(Data items)
//! Partial-update statements
//!
//! A sparse change-set becomes `set #a= :a, #b= :b` addressed by the row's
//! hash/range key. Key fields are never assigned, and a locally indexed
//! field cannot be blanked to an empty string.

use std::collections::BTreeMap;

use serde::{Deserialize, Serialize};
use serde_json::Value;

use super::bindings::Bindings;
use crate::predicate::{CompileError, CompileResult};
use crate::schema::RegisteredSchema;
use crate::store::Row;

/// Which attributes the backend returns after the update
#[derive(Debug, Clone, Copy, PartialEq, Eq, Serialize, Deserialize)]
#[serde(rename_all = "SCREAMING_SNAKE_CASE")]
pub enum ReturnValues {
    AllNew,
    UpdatedNew,
}

/// Numeric adjustment direction
#[derive(Debug, Clone, Copy, PartialEq, Eq)]
pub enum AdjustOp {
    Add,
    Subtract,
}

/// One structured assignment of an update statement
#[derive(Debug, Clone, PartialEq)]
pub enum Assignment {
    /// Replace the attribute at `path`
    Set { path: Vec<String>, value: Value },
    /// `path = path +/- delta`
    Adjust {
        path: Vec<String>,
        op: AdjustOp,
        delta: Value,
    },
}

/// Update request for one row
#[derive(Debug, Clone, PartialEq, Serialize)]
#[serde(rename_all = "PascalCase")]
pub struct UpdateStatement {
    pub table_name: String,
    pub key: Row,
    #[serde(skip_serializing_if = "Option::is_none")]
    pub update_expression: Option<String>,
    #[serde(skip_serializing_if = "BTreeMap::is_empty")]
    pub expression_attribute_names: BTreeMap<String, String>,
    #[serde(skip_serializing_if = "BTreeMap::is_empty")]
    pub expression_attribute_values: BTreeMap<String, Value>,
    pub return_values: ReturnValues,
    #[serde(skip)]
    assignments: Vec<Assignment>,
}

impl UpdateStatement {
    /// Build a `set` statement from a change-set
    pub fn build(change_set: &Row, registered: &RegisteredSchema, table_name: &str) -> CompileResult<Self> {
        let layout = registered.layout();
        let (hash_key, range_key) = layout.primary_keys();
        let hash_key = hash_key.ok_or_else(|| CompileError::MissingPrimaryKey(registered.name().to_string()))?;

        let args: Row = change_set
            .iter()
            .filter(|(_, value)| !is_empty_value(value))
            .map(|(k, v)| (k.clone(), v.clone()))
            .collect();

        let mut key = Row::new();
        for field in std::iter::once(hash_key).chain(range_key) {
            let value = args
                .get(field)
                .cloned()
                .ok_or_else(|| CompileError::MissingKeyValue(field.to_string()))?;
            key.insert(field.to_string(), value);
        }

        let assignments: Vec<Assignment> = args
            .iter()
            .filter(|(field, _)| field.as_str() != hash_key && Some(field.as_str()) != range_key)
            .filter(|(field, value)| !(layout.is_locally_indexed(field) && value.as_str() == Some("")))
            .map(|(field, value)| Assignment::Set {
                path: vec![field.clone()],
                value: value.clone(),
            })
            .collect();

        Ok(Self::from_assignments(table_name, key, assignments, ReturnValues::AllNew))
    }

    /// `set #t = #t + :v` (or `- :v`) on a possibly nested attribute
    pub fn adjust(table_name: &str, key: Row, path: Vec<String>, op: AdjustOp, delta: Value) -> Self {
        Self::from_assignments(
            table_name,
            key,
            vec![Assignment::Adjust { path, op, delta }],
            ReturnValues::UpdatedNew,
        )
    }

    fn from_assignments(
        table_name: &str,
        key: Row,
        assignments: Vec<Assignment>,
        return_values: ReturnValues,
    ) -> Self {
        let mut bindings = Bindings::new();
        let clauses: Vec<String> = assignments
            .iter()
            .map(|assignment| match assignment {
                Assignment::Set { path, value } => {
                    let name = bindings.path(path);
                    let placeholder = bindings.value(&path.join("_"), value.clone());
                    format!("{}= {}", name, placeholder)
                }
                Assignment::Adjust { path, op, delta } => {
                    let name = bindings.path(path);
                    let placeholder = bindings.value("v", delta.clone());
                    let sign = match op {
                        AdjustOp::Add => "+",
                        AdjustOp::Subtract => "-",
                    };
                    format!("{} = {} {} {}", name, name, sign, placeholder)
                }
            })
            .collect();

        let (names, values) = bindings.into_parts();
        UpdateStatement {
            table_name: table_name.to_string(),
            key,
            update_expression: (!clauses.is_empty()).then(|| format!("set {}", clauses.join(", "))),
            expression_attribute_names: names,
            expression_attribute_values: values,
            return_values,
            assignments,
        }
    }

    /// Structured form of the update expression
    pub fn assignments(&self) -> &[Assignment] {
        &self.assignments
    }

    /// Nothing to assign; the backend call only touches the key
    pub fn is_noop(&self) -> bool {
        self.assignments.is_empty()
    }
}

/// Null and empty objects are dropped. `false`, `0`, `""` and `[]` are kept.
fn is_empty_value(value: &Value) -> bool {
    match value {
        Value::Null => true,
        Value::Object(map) => map.is_empty(),
        _ => false,
    }
}
//! Schema error types
//!
//! Every schema error is a configuration error: it is raised once, when an
//! entity type is registered, and never degrades into a weaker query.

use thiserror::Error;

/// Result type for schema operations
pub type SchemaResult<T> = Result<T, SchemaError>;

/// Schema registration errors
#[derive(Debug, Clone, PartialEq, Eq, Error)]
pub enum SchemaError {
    /// Two fields flagged as hash key
    #[error("Schema '{schema}' declares more than one hash key: '{first}' and '{second}'")]
    DuplicateHashKey {
        schema: String,
        first: String,
        second: String,
    },

    /// Two fields flagged as range key
    #[error("Schema '{schema}' declares more than one range key: '{first}' and '{second}'")]
    DuplicateRangeKey {
        schema: String,
        first: String,
        second: String,
    },

    /// A field is both hash and range key
    #[error("Field '{field}' cannot be both hash key and range key")]
    HashAndRangeKey { field: String },

    /// Global index names a hash key that is not a declared field
    #[error("Global index on '{field}' references undeclared hash key '{hash_key}'")]
    UnknownIndexHashKey { field: String, hash_key: String },

    /// Field name is empty
    #[error("Schema '{0}' contains an empty field name")]
    EmptyFieldName(String),

    /// Same field name declared twice
    #[error("Field '{0}' is declared more than once")]
    DuplicateField(String),

    /// Schema document could not be parsed
    #[error("Malformed schema '{name}': {reason}")]
    Malformed { name: String, reason: String },
}

impl SchemaError {
    /// Stable error code
    pub fn code(&self) -> &'static str {
        match self {
            SchemaError::DuplicateHashKey { .. } => "SCHEMA_DUPLICATE_HASH_KEY",
            SchemaError::DuplicateRangeKey { .. } => "SCHEMA_DUPLICATE_RANGE_KEY",
            SchemaError::HashAndRangeKey { .. } => "SCHEMA_HASH_AND_RANGE_KEY",
            SchemaError::UnknownIndexHashKey { .. } => "SCHEMA_UNKNOWN_INDEX_HASH_KEY",
            SchemaError::EmptyFieldName(_) => "SCHEMA_EMPTY_FIELD_NAME",
            SchemaError::DuplicateField(_) => "SCHEMA_DUPLICATE_FIELD",
            SchemaError::Malformed { .. } => "SCHEMA_MALFORMED",
        }
    }

    /// Schema errors are always configuration errors
    pub fn is_configuration(&self) -> bool {
        true
    }

    pub(crate) fn malformed(name: impl Into<String>, reason: impl Into<String>) -> Self {
        SchemaError::Malformed {
            name: name.into(),
            reason: reason.into(),
        }
    }
}
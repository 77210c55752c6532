//! Partial updates for the document store
//!
//! `$set` replaces only the supplied fields of the document addressed by
//! its unique key (hash + range). `$inc` adjusts a possibly dotted path.

use serde::Serialize;
use serde_json::{Map, Value};

use crate::predicate::{CompileError, CompileResult};
use crate::schema::RegisteredSchema;
use crate::store::Row;

/// Update addressed by a filter document
#[derive(Debug, Clone, Default, PartialEq, Serialize)]
pub struct DocumentUpdate {
    #[serde(skip)]
    pub filter: Row,
    #[serde(rename = "$set", skip_serializing_if = "Map::is_empty")]
    pub set: Row,
    #[serde(rename = "$inc", skip_serializing_if = "Map::is_empty")]
    pub inc: Row,
    /// Create the document when nothing matches
    #[serde(skip)]
    pub upsert: bool,
}

impl DocumentUpdate {
    /// `$set` every non-key, non-empty field of the change-set
    pub fn build(change_set: &Row, registered: &RegisteredSchema) -> CompileResult<Self> {
        let filter = unique_key(change_set, registered)?;
        let layout = registered.layout();

        let set = change_set
            .iter()
            .filter(|(field, _)| !filter.contains_key(field.as_str()))
            .filter(|(_, value)| !is_empty_value(value))
            .filter(|(field, value)| !(layout.is_locally_indexed(field) && value.as_str() == Some("")))
            .map(|(field, value)| (field.clone(), value.clone()))
            .collect();

        Ok(Self {
            filter,
            set,
            inc: Row::new(),
            upsert: false,
        })
    }

    /// `$inc` one path by `delta`
    pub fn increment(filter: Row, path: &[String], delta: Value) -> Self {
        let mut inc = Row::new();
        inc.insert(path.join("."), delta);
        Self {
            filter,
            set: Row::new(),
            inc,
            upsert: false,
        }
    }

    pub fn upserting(mut self) -> Self {
        self.upsert = true;
        self
    }
}

/// Hash and range key values of a row
pub fn unique_key(row: &Row, registered: &RegisteredSchema) -> CompileResult<Row> {
    let (hash_key, range_key) = registered.layout().primary_keys();
    let hash_key = hash_key.ok_or_else(|| CompileError::MissingPrimaryKey(registered.name().to_string()))?;

    let mut key = Row::new();
    for field in std::iter::once(hash_key).chain(range_key) {
        let value = row
            .get(field)
            .filter(|v| !v.is_null())
            .cloned()
            .ok_or_else(|| CompileError::MissingKeyValue(field.to_string()))?;
        key.insert(field.to_string(), value);
    }
    Ok(key)
}

fn is_empty_value(value: &Value) -> bool {
    match value {
        Value::Null => true,
        Value::Object(map) => map.is_empty(),
        _ => false,
    }
}
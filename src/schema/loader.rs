//! Schema loader
//!
//! Builds a validated `Schema` from an already-parsed JSON description.
//! Two shapes are accepted:
//!
//! ```json
//! { "id": { "type": "String", "isHashKey": true }, "ts": { "type": "Number" } }
//! ```
//!
//! ```json
//! [ { "name": "id", "type": "String", "isHashKey": true }, { "name": "ts", "type": "Number" } ]
//! ```
//!
//! The array form preserves declaration order; the object form follows the
//! key order of the parsed map.

use std::collections::HashSet;

use serde::Deserialize;
use serde_json::Value;

use super::errors::{SchemaError, SchemaResult};
use super::types::{FieldDescriptor, Schema};
use super::validator::SchemaValidator;

#[derive(Deserialize)]
struct NamedField {
    name: String,
    #[serde(flatten)]
    descriptor: FieldDescriptor,
}

/// Loads schemas from JSON values
pub struct SchemaLoader;

impl SchemaLoader {
    /// Parse and validate a schema description
    pub fn from_value(name: &str, value: &Value) -> SchemaResult<Schema> {
        let schema = match value {
            Value::Object(map) => {
                let mut schema = Schema::new(name);
                for (field, raw) in map {
                    let descriptor: FieldDescriptor = serde_json::from_value(raw.clone())
                        .map_err(|e| SchemaError::malformed(name, format!("field '{}': {}", field, e)))?;
                    schema = schema.with_field(field.clone(), descriptor);
                }
                schema
            }
            Value::Array(items) => {
                let mut seen = HashSet::new();
                let mut schema = Schema::new(name);
                for raw in items {
                    let field: NamedField = serde_json::from_value(raw.clone())
                        .map_err(|e| SchemaError::malformed(name, e.to_string()))?;
                    if !seen.insert(field.name.clone()) {
                        return Err(SchemaError::DuplicateField(field.name));
                    }
                    schema = schema.with_field(field.name, field.descriptor);
                }
                schema
            }
            other => {
                return Err(SchemaError::malformed(
                    name,
                    format!("expected object or array, got {}", json_kind(other)),
                ))
            }
        };

        SchemaValidator::validate(&schema)?;
        Ok(schema)
    }

    /// Parse and validate a schema from JSON text
    pub fn from_json_str(name: &str, json: &str) -> SchemaResult<Schema> {
        let value: Value =
            serde_json::from_str(json).map_err(|e| SchemaError::malformed(name, e.to_string()))?;
        Self::from_value(name, &value)
    }
}

fn json_kind(value: &Value) -> &'static str {
    match value {
        Value::Null => "null",
        Value::Bool(_) => "boolean",
        Value::Number(_) => "number",
        Value::String(_) => "string",
        Value::Array(_) => "array",
        Value::Object(_) => "object",
    }
}

#[cfg(test)]
mod tests {
    use super::*;
    use crate::schema::FieldType;
    use serde_json::json;

    #[test]
    fn test_load_object_form() {
        let schema = SchemaLoader::from_value(
            "users",
            &json!({
                "id": { "type": "String", "isHashKey": true },
                "ts": { "type": "Number", "isRangeKey": true },
                "tags": { "type": "List" }
            }),
        )
        .unwrap();

        assert_eq!(schema.name(), "users");
        assert_eq!(schema.len(), 3);
        assert_eq!(schema.field("tags").unwrap().field_type, FieldType::List);
    }

    #[test]
    fn test_load_array_form_preserves_order() {
        let schema = SchemaLoader::from_value(
            "users",
            &json!([
                { "name": "zeta", "type": "String", "isHashKey": true },
                { "name": "alpha", "type": "Number" }
            ]),
        )
        .unwrap();

        let names: Vec<&str> = schema.fields().map(|(n, _)| n).collect();
        assert_eq!(names, vec!["zeta", "alpha"]);
    }

    #[test]
    fn test_array_form_rejects_duplicates() {
        let err = SchemaLoader::from_value(
            "users",
            &json!([
                { "name": "id", "type": "String" },
                { "name": "id", "type": "Number" }
            ]),
        )
        .unwrap_err();

        assert_eq!(err, SchemaError::DuplicateField("id".into()));
    }

    #[test]
    fn test_unknown_type_is_malformed() {
        let err = SchemaLoader::from_value("users", &json!({ "id": { "type": "Uuid" } })).unwrap_err();
        assert_eq!(err.code(), "SCHEMA_MALFORMED");
    }

    #[test]
    fn test_loader_runs_validation() {
        let err = SchemaLoader::from_json_str(
            "users",
            r#"{ "a": { "type": "String", "isHashKey": true }, "b": { "type": "String", "isHashKey": true } }"#,
        )
        .unwrap_err();

        assert_eq!(err.code(), "SCHEMA_DUPLICATE_HASH_KEY");
    }

    #[test]
    fn test_scalar_document_rejected() {
        let err = SchemaLoader::from_value("users", &json!("nope")).unwrap_err();
        assert!(err.to_string().contains("string"));
    }
}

> **About this task**
Indicate the number of lines in the data above that contain the string "possibly", without any additional text.

> **Exercise result**
2